Woodlice are members of the Isopod order (meaning ‘equal feet'). There are 3,500 species and they've been around for 160 million years. They carry their young in pouches, moult regularly and live for about two years. Not all of them clump together in damp crevices. The desert woodlouse (
Hemilepistus reaumuri
) pairs for life, navigates by the sun and lives in organised colonies of burrows where the young do the housework. They can walk several miles a day.

It's tough being a male woodlouse. Not only can females give birth without mating (parthenogenesis), but males infected with a certain bacterium actually turn into females.

The Deep sea isopod (
Bathynomus giganteus
) is a giant aquatic woodlouse that lives on the icy darkness of the ocean floor and hoovers up dead whales. They are white, 2 feet long and weigh as much as a decent-sized lobster.

Woodlice are perfectly edible. In his polemical pamphlet
Why Not
Eat Insects?
(1885), Vincent M. Holt considered their flavour superior to shrimp and gave a recipe for a woodlouse sauce for fish.

Woodpecker

The tongue that listens

T
he woodpecker's tongue is one of the most amazing of all animal organs, so much so that it often gets cited by creationists as ‘proof' that evolution is flawed. In some species it can extend to fully two-thirds of the bird's body length, is covered in sticky saliva, has vicious barbs and has an ‘ear' at the end of it. In fact, tongue structure of the woodpecker is very similar to that of most other birds: it's just longer, presumably because this delivered the evolutionary advantage of being able to reach deeper into the tree for insects. The secret is a series of wafer-thin hyoid bones, that fold up like an accordion in a fluid-filled sheath when the tongue is not being used. As the woodpecker sticks out its tongue, powerful muscles contract near the base, forcing the bones forward and the tongue out of the bill. Relaxing the muscles brings it back inside. When a woodpecker is born, its tongue is anchored near its ears, much like a chicken's. As it grows, the hyoid sheath gradually extends around and over the skull, when it fuses with the back of the nostrils. As for the ear on the tongue's tip, this is a concentration of pressure-sensitive nerve endings called Herbst's corpuscles that feel the tiniest vibrations of insect prey.

My father told me
all about the
birds and the
bees, the liar. I
went steady with
a woodpecker till
I was twenty-one
.

BOB HOPE

There are over 200 species of woodpecker, and each has a particular speed and rhythm of drilling, some reaching sixteen blows per second. Every time a wood-pecker brings its head to a halt, the force is equivalent to a thousand times the force of gravity (or 250 times the force an astronaut is subjected to during lift-off). The reason that their heads do not shatter is a sponge-like cartilage cushion that absorbs most of the shock. Also, every time the woodpecker strikes a blow, a muscle pulls the brain-case away from the beak.

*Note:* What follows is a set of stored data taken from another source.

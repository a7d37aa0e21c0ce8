//! The [head (Font Header)](https://docs.microsoft.com/en-us/typography/opentype/spec/head) table

use font_types::{Fixed, LongDateTime, Tag};

use crate::{
    font_data::FontData,
    read::{FontRead, ReadError},
    tables::TopLevelTable,
    validate::{Validate, ValidationCtx},
    write::{FontWrite, TableWriter},
};

/// The value written to [`Head::magic_number`].
pub const MAGIC_NUMBER: u32 = 0x5F0F3CF5;

/// The position of the `checksumAdjustment` field within the table.
pub const CHECKSUM_ADJUSTMENT_OFFSET: usize = 8;

/// The [head](https://docs.microsoft.com/en-us/typography/opentype/spec/head) table.
#[derive(Clone, Debug, PartialEq, Eq)]
#[cfg_attr(feature = "serde", derive(serde::Serialize, serde::Deserialize))]
pub struct Head {
    pub version: Fixed,
    pub font_revision: Fixed,
    /// Set when the font is encoded, so that the whole font sums to
    /// `0xB1B0AFBA`.
    pub checksum_adjustment: u32,
    pub magic_number: u32,
    pub flags: u16,
    pub units_per_em: u16,
    pub created: LongDateTime,
    pub modified: LongDateTime,
    pub x_min: i16,
    pub y_min: i16,
    pub x_max: i16,
    pub y_max: i16,
    pub mac_style: u16,
    pub lowest_rec_ppem: u16,
    pub font_direction_hint: i16,
    /// 0 for short `loca` offsets, 1 for long.
    ///
    /// Overwritten when a font containing `glyf` is encoded.
    pub index_to_loc_format: i16,
    pub glyph_data_format: i16,
}

impl Default for Head {
    fn default() -> Self {
        Head {
            version: Fixed::ONE,
            font_revision: Fixed::ONE,
            checksum_adjustment: 0,
            magic_number: MAGIC_NUMBER,
            flags: 0,
            units_per_em: 1000,
            created: LongDateTime::default(),
            modified: LongDateTime::default(),
            x_min: 0,
            y_min: 0,
            x_max: 0,
            y_max: 0,
            mac_style: 0,
            lowest_rec_ppem: 0,
            font_direction_hint: 2,
            index_to_loc_format: 0,
            glyph_data_format: 0,
        }
    }
}

impl TopLevelTable for Head {
    const TAG: Tag = Tag::new(b"head");
}

impl FontRead for Head {
    fn read(data: FontData<'_>) -> Result<Self, ReadError> {
        let mut cursor = data.cursor();
        Ok(Head {
            version: cursor.read()?,
            font_revision: cursor.read()?,
            checksum_adjustment: cursor.read()?,
            magic_number: cursor.read()?,
            flags: cursor.read()?,
            units_per_em: cursor.read()?,
            created: cursor.read()?,
            modified: cursor.read()?,
            x_min: cursor.read()?,
            y_min: cursor.read()?,
            x_max: cursor.read()?,
            y_max: cursor.read()?,
            mac_style: cursor.read()?,
            lowest_rec_ppem: cursor.read()?,
            font_direction_hint: cursor.read()?,
            index_to_loc_format: cursor.read()?,
            glyph_data_format: cursor.read()?,
        })
    }
}

impl FontWrite for Head {
    fn write_into(&self, writer: &mut TableWriter) {
        self.version.write_into(writer);
        self.font_revision.write_into(writer);
        self.checksum_adjustment.write_into(writer);
        self.magic_number.write_into(writer);
        self.flags.write_into(writer);
        self.units_per_em.write_into(writer);
        self.created.write_into(writer);
        self.modified.write_into(writer);
        self.x_min.write_into(writer);
        self.y_min.write_into(writer);
        self.x_max.write_into(writer);
        self.y_max.write_into(writer);
        self.mac_style.write_into(writer);
        self.lowest_rec_ppem.write_into(writer);
        self.font_direction_hint.write_into(writer);
        self.index_to_loc_format.write_into(writer);
        self.glyph_data_format.write_into(writer);
    }
}

impl Validate for Head {
    fn validate_impl(&self, ctx: &mut ValidationCtx) {
        ctx.in_table("head", |ctx| {
            if !(16..=16384).contains(&self.units_per_em) {
                log::warn!("unitsPerEm {} is outside 16..=16384", self.units_per_em);
            }
            ctx.in_field("index_to_loc_format", |ctx| {
                if !matches!(self.index_to_loc_format, 0 | 1) {
                    ctx.report("indexToLocFormat must be 0 or 1");
                }
            })
        })
    }
}

#[cfg(test)]
mod tests {
    use super::*;

    fn test_head() -> Head {
        Head {
            version: Fixed::ONE,
            font_revision: Fixed::ONE,
            checksum_adjustment: 0,
            magic_number: MAGIC_NUMBER,
            flags: 3,
            units_per_em: 2048,
            created: LongDateTime::new(0xdc8b4a14),
            modified: LongDateTime::new(0xdc8b4a14),
            x_min: 0,
            y_min: 0,
            x_max: 1456,
            y_max: 1387,
            mac_style: 0,
            lowest_rec_ppem: 9,
            font_direction_hint: 2,
            index_to_loc_format: 0,
            glyph_data_format: 0,
        }
    }

    #[test]
    fn encode_known_bytes() {
        let dumped = crate::write::dump_table(&test_head()).unwrap();
        assert_eq!(dumped, font_test_data::head::SIMPLE);
        assert_eq!(dumped.len(), 54);
    }

    #[test]
    fn decode_known_bytes() {
        let head = Head::read(FontData::new(font_test_data::head::SIMPLE)).unwrap();
        assert_eq!(head, test_head());
    }

    #[test]
    fn bad_loca_format() {
        let head = Head {
            index_to_loc_format: 2,
            ..Default::default()
        };
        assert!(crate::write::dump_table(&head).is_err());
    }

    #[test]
    fn truncated() {
        let data = &font_test_data::head::SIMPLE[..50];
        assert_eq!(
            Head::read(FontData::new(data)),
            Err(ReadError::OutOfBounds)
        );
    }
}
//! cmap test data

/// A format 4 subtable with two segments, each stored as an explicit
/// glyph array.
///
/// Maps 1..=3 to glyphs 10, 20, 30 and 4..=6 to glyphs 40, 50, 60.
#[rustfmt::skip]
pub static FORMAT4_EXPLICIT: &[u8] = &[
    0x00, 0x04, // format 4
    0x00, 0x2C, // length 44
    0x00, 0x01, // language 1
    0x00, 0x04, // segCountX2 4
    0x00, 0x04, // searchRange 4
    0x00, 0x01, // entrySelector 1
    0x00, 0x00, // rangeShift 0
    0x00, 0x03, 0x00, 0x06, // endCode [3, 6]
    0x00, 0x00,             // reservedPad
    0x00, 0x01, 0x00, 0x04, // startCode [1, 4]
    0x00, 0x00, 0x00, 0x00, // idDelta [0, 0]
    0x00, 0x04, 0x00, 0x08, // idRangeOffset [4, 8]
    0x00, 0x0A, 0x00, 0x14, 0x00, 0x1E, // glyphIdArray, first segment
    0x00, 0x28, 0x00, 0x32, 0x00, 0x3C, // glyphIdArray, second segment
];

/// A cmap with one encoding record (3, 2) pointing at [`FORMAT4_EXPLICIT`].
#[rustfmt::skip]
pub static CMAP_FORMAT4_EXPLICIT: &[u8] = &[
    0x00, 0x00, // version 0
    0x00, 0x01, // numTables 1
    0x00, 0x03, // platformID 3
    0x00, 0x02, // encodingID 2
    0x00, 0x00, 0x00, 0x0C, // subtableOffset 12
    // the subtable
    0x00, 0x04, 0x00, 0x2C, 0x00, 0x01, 0x00, 0x04,
    0x00, 0x04, 0x00, 0x01, 0x00, 0x00,
    0x00, 0x03, 0x00, 0x06,
    0x00, 0x00,
    0x00, 0x01, 0x00, 0x04,
    0x00, 0x00, 0x00, 0x00,
    0x00, 0x04, 0x00, 0x08,
    0x00, 0x0A, 0x00, 0x14, 0x00, 0x1E,
    0x00, 0x28, 0x00, 0x32, 0x00, 0x3C,
];
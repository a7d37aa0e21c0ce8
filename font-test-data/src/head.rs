//! head test data

#[rustfmt::skip]
pub static SIMPLE: &[u8] = &[
    0x00, 0x01, 0x00, 0x00, // version 1.0
    0x00, 0x01, 0x00, 0x00, // fontRevision 1.0
    0x00, 0x00, 0x00, 0x00, // checksumAdjustment
    0x5F, 0x0F, 0x3C, 0xF5, // magicNumber
    0x00, 0x03,             // flags
    0x08, 0x00,             // unitsPerEm 2048
    0x00, 0x00, 0x00, 0x00, 0xDC, 0x8B, 0x4A, 0x14, // created
    0x00, 0x00, 0x00, 0x00, 0xDC, 0x8B, 0x4A, 0x14, // modified
    0x00, 0x00, // xMin 0
    0x00, 0x00, // yMin 0
    0x05, 0xB0, // xMax 1456
    0x05, 0x6B, // yMax 1387
    0x00, 0x00, // macStyle
    0x00, 0x09, // lowestRecPPEM 9
    0x00, 0x02, // fontDirectionHint 2
    0x00, 0x00, // indexToLocFormat short
    0x00, 0x00, // glyphDataFormat
];
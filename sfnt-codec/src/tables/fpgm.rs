//! The [fpgm (Font Program)](https://learn.microsoft.com/en-us/typography/opentype/spec/fpgm) table

use font_types::Tag;

use crate::{
    font_data::FontData,
    read::{FontRead, ReadError},
    tables::TopLevelTable,
    validate::{Validate, ValidationCtx},
    write::{FontWrite, TableWriter},
};

/// Instructions run once, when the font is first used.
///
/// The bytecode is not interpreted.
#[derive(Clone, Debug, Default, PartialEq, Eq)]
#[cfg_attr(feature = "serde", derive(serde::Serialize, serde::Deserialize))]
pub struct Fpgm {
    pub instructions: Vec<u8>,
}

impl TopLevelTable for Fpgm {
    const TAG: Tag = Tag::new(b"fpgm");
}

impl FontRead for Fpgm {
    fn read(data: FontData<'_>) -> Result<Self, ReadError> {
        Ok(Fpgm {
            instructions: data.as_bytes().to_vec(),
        })
    }
}

impl FontWrite for Fpgm {
    fn write_into(&self, writer: &mut TableWriter) {
        writer.write_slice(&self.instructions)
    }
}

impl Validate for Fpgm {
    fn validate_impl(&self, _ctx: &mut ValidationCtx) {}
}

#[cfg(test)]
mod tests {
    use super::*;

    #[test]
    fn bytes_are_preserved() {
        // PUSHB[0] 0, FDEF, ENDF
        let data = [0xB0, 0x00, 0x2C, 0x2D];
        let fpgm = Fpgm::read(FontData::new(&data)).unwrap();
        assert_eq!(fpgm.instructions, data);
        assert_eq!(crate::write::dump_table(&fpgm).unwrap(), data);
    }
}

Woodpecker drumming isn't searching for food. It's a species ‘signature' used to communicate and attract mates. Woodpeckers often choose materials where the resonance is high – dead trees, metal drainpipes or wooden eaves. They drum at different rates when insect-hunting or excavating nests. In 1995, a pair of Northern Flickers (
Colaptes auratus
) drilled 200 holes into the foam insulation of the shuttle
Discovery
's external tank, delaying its launch.

Green woodpeckers (
Picus viridis
) are also known as rainbirds – hearing their distinctive ‘laughing' call means rain is on its way. This dates back to an early version of the Genesis story, where the woodpecker refused to help God excavate the rivers and oceans and was punished by being forced to peck wood and drink rain. The bird once had forty English vernacular names including Hewhole, Wudewale and Galley Bird, but the one still used is ‘Yaffle'. Most people assume this refers to its laugh but it actually means ‘to eat greedily'. Which green woodpeckers do, as anyone who's ever seen one attacking an anthill will testify. They can get through 2,000 ants in a single sitting.